# [Task statement]
Look for the word "background" in the entries below, then copy every line that has it.

Segment Start: Input data

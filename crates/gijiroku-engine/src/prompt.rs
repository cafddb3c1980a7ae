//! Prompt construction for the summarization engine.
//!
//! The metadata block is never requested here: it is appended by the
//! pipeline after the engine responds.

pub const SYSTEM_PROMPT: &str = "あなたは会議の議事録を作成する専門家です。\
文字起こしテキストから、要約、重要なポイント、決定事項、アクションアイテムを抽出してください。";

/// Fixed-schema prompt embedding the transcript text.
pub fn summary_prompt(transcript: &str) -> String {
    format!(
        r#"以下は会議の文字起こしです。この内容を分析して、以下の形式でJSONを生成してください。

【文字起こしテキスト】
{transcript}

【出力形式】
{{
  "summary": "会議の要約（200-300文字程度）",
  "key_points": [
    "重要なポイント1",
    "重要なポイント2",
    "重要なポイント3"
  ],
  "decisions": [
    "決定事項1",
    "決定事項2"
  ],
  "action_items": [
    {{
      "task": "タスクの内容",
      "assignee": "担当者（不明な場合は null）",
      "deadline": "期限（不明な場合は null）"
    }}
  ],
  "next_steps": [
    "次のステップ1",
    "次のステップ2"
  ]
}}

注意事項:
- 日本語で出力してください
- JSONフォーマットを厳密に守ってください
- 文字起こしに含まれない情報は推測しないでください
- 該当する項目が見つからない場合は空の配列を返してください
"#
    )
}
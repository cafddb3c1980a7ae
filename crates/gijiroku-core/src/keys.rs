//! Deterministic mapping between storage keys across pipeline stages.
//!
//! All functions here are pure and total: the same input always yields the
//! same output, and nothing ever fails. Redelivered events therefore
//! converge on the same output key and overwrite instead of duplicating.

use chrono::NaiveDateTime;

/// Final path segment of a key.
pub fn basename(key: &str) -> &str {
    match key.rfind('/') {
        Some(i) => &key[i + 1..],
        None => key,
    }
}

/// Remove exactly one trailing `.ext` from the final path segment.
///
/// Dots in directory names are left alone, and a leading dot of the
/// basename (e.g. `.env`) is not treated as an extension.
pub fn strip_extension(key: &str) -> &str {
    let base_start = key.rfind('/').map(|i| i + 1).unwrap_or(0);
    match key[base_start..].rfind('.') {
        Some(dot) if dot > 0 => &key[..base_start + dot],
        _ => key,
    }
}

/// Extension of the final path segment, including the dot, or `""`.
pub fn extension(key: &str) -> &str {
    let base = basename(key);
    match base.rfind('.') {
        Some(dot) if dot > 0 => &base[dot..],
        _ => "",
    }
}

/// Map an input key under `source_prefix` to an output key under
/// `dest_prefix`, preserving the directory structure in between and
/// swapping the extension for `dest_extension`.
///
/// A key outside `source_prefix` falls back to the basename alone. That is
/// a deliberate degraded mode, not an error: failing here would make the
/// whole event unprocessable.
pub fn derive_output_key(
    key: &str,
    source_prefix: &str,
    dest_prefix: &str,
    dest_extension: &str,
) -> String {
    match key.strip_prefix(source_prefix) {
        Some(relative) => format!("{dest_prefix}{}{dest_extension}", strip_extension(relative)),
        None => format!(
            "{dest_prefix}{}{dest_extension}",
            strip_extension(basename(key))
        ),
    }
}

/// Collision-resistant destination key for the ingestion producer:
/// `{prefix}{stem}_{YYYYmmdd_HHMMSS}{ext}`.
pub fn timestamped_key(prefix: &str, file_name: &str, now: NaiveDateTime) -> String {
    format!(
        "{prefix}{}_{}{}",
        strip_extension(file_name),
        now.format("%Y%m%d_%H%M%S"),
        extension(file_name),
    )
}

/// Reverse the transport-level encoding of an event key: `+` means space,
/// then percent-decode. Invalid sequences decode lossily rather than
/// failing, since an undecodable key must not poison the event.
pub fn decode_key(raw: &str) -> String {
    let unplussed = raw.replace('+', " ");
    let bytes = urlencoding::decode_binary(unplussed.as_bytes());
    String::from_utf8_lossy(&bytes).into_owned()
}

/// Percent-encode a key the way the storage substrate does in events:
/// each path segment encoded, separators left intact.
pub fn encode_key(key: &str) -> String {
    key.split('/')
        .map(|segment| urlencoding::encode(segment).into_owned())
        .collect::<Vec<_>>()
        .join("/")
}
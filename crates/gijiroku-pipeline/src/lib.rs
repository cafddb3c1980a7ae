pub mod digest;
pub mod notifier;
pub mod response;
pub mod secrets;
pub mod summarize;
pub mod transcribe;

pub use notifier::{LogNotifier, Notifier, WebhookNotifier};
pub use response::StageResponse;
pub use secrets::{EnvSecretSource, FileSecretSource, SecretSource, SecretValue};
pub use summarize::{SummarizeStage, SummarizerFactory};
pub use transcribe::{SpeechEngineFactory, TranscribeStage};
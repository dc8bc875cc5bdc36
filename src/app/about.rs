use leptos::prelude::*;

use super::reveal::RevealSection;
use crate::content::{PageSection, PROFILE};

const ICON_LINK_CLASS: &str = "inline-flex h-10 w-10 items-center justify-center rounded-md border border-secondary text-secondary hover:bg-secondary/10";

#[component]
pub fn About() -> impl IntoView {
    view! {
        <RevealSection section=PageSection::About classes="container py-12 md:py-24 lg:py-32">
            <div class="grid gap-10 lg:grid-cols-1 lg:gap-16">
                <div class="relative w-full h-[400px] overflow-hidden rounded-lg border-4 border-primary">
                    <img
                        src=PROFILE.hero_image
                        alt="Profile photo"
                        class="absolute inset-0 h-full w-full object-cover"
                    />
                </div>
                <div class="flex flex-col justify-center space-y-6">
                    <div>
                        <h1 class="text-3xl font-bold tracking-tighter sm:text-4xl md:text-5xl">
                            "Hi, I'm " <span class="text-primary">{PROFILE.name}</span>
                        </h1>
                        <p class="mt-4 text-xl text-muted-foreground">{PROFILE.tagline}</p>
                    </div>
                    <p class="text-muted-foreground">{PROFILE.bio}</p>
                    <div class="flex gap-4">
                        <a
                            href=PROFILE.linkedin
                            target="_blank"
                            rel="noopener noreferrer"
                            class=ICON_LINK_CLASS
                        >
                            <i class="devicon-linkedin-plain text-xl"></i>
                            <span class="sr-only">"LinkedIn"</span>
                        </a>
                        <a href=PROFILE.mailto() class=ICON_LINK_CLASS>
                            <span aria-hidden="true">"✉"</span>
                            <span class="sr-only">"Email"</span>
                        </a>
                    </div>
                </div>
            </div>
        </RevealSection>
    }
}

Segment End: Input data
Segment Start: Input data

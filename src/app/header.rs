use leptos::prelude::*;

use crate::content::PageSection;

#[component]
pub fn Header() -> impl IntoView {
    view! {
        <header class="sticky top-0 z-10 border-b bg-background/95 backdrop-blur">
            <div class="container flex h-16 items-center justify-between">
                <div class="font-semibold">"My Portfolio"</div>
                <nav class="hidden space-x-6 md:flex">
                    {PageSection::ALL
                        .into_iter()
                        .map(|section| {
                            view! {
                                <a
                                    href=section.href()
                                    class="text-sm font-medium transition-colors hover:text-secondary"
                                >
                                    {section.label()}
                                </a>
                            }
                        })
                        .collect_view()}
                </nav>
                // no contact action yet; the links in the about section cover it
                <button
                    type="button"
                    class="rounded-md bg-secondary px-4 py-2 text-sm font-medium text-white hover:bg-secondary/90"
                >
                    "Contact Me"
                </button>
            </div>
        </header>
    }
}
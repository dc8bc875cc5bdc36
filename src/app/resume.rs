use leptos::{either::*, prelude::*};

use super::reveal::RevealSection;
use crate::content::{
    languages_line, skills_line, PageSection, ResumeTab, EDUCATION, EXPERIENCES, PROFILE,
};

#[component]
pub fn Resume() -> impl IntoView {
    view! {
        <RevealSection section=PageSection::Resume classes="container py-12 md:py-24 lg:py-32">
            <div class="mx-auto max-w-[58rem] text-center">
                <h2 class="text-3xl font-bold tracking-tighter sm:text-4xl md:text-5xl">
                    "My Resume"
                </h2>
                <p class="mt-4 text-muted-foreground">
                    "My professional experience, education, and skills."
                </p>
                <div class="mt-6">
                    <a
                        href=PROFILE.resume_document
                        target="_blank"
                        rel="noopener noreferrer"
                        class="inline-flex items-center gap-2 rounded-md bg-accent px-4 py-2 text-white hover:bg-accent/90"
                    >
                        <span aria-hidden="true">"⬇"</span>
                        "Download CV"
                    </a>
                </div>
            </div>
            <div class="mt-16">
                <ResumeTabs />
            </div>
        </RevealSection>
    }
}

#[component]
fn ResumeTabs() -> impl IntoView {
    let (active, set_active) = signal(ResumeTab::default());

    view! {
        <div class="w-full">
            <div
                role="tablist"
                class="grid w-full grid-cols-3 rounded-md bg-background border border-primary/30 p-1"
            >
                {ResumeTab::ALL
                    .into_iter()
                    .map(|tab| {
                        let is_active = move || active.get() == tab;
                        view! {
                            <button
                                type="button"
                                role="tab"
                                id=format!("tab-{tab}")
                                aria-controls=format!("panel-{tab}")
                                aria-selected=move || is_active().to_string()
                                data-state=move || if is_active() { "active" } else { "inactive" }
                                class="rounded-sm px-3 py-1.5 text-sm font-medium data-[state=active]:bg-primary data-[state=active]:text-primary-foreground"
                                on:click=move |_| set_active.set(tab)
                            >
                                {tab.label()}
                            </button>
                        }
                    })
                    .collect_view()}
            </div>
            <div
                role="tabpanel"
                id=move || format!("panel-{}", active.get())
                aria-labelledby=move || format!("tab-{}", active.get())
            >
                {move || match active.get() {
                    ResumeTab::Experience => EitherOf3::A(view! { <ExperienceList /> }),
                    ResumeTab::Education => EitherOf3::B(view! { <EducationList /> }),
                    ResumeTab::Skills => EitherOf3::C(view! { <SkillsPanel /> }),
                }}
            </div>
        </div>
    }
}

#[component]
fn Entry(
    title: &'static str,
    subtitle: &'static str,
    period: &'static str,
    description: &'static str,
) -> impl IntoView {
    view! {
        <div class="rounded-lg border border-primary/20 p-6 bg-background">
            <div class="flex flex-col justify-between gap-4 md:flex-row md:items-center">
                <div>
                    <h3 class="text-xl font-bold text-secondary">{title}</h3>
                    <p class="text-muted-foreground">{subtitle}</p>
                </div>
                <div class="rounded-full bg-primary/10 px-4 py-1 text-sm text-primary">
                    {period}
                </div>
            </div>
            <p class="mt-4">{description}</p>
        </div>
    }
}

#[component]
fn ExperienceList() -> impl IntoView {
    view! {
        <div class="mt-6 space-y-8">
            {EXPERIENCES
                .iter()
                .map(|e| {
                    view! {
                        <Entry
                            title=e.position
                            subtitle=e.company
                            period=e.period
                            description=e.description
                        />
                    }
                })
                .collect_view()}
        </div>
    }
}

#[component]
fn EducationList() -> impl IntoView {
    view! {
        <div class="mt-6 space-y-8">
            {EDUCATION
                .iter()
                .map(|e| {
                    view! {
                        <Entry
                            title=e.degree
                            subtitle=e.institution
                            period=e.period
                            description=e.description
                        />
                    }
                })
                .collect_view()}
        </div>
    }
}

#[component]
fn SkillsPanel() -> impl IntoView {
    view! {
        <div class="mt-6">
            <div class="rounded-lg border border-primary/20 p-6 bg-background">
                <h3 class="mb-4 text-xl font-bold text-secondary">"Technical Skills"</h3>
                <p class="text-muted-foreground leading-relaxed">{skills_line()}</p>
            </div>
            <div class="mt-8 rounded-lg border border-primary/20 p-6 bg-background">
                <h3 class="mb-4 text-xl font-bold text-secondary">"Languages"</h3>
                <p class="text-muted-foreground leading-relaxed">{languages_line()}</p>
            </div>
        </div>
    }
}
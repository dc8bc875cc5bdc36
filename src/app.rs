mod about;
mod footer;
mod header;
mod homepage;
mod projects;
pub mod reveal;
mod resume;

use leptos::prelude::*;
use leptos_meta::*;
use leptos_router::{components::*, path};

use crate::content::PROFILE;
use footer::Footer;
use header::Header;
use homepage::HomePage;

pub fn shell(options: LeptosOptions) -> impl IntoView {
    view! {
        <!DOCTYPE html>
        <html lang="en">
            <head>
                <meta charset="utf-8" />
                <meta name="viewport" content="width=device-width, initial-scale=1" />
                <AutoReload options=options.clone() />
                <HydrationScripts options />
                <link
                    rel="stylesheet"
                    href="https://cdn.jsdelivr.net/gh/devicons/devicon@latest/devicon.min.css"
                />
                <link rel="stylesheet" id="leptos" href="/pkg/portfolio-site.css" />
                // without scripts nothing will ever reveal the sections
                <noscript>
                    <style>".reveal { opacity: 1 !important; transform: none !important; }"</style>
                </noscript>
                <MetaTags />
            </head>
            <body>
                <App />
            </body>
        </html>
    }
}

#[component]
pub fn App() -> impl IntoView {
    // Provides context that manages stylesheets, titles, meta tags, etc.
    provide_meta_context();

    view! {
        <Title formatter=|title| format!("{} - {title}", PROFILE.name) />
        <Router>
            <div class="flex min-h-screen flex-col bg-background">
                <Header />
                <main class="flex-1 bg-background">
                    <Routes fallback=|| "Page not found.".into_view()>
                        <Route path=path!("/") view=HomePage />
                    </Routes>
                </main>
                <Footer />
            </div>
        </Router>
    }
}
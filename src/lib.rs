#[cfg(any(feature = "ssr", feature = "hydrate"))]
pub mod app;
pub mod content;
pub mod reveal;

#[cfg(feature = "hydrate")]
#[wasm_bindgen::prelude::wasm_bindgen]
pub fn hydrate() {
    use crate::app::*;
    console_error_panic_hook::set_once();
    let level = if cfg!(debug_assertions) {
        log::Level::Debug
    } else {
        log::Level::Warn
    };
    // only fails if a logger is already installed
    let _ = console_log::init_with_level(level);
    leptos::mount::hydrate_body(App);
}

Segment End: Input data

# [Exercise solution]
        <header class="sticky top-0 z-10 border-b bg-background/95 backdrop-blur">
                class="grid w-full grid-cols-3 rounded-md bg-background border border-primary/30 p-1"
        <div class="rounded-lg border border-primary/20 p-6 bg-background">
            <div class="rounded-lg border border-primary/20 p-6 bg-background">
            <div class="mt-8 rounded-lg border border-primary/20 p-6 bg-background">
            <div class="flex min-h-screen flex-col bg-background">
                <main class="flex-1 bg-background">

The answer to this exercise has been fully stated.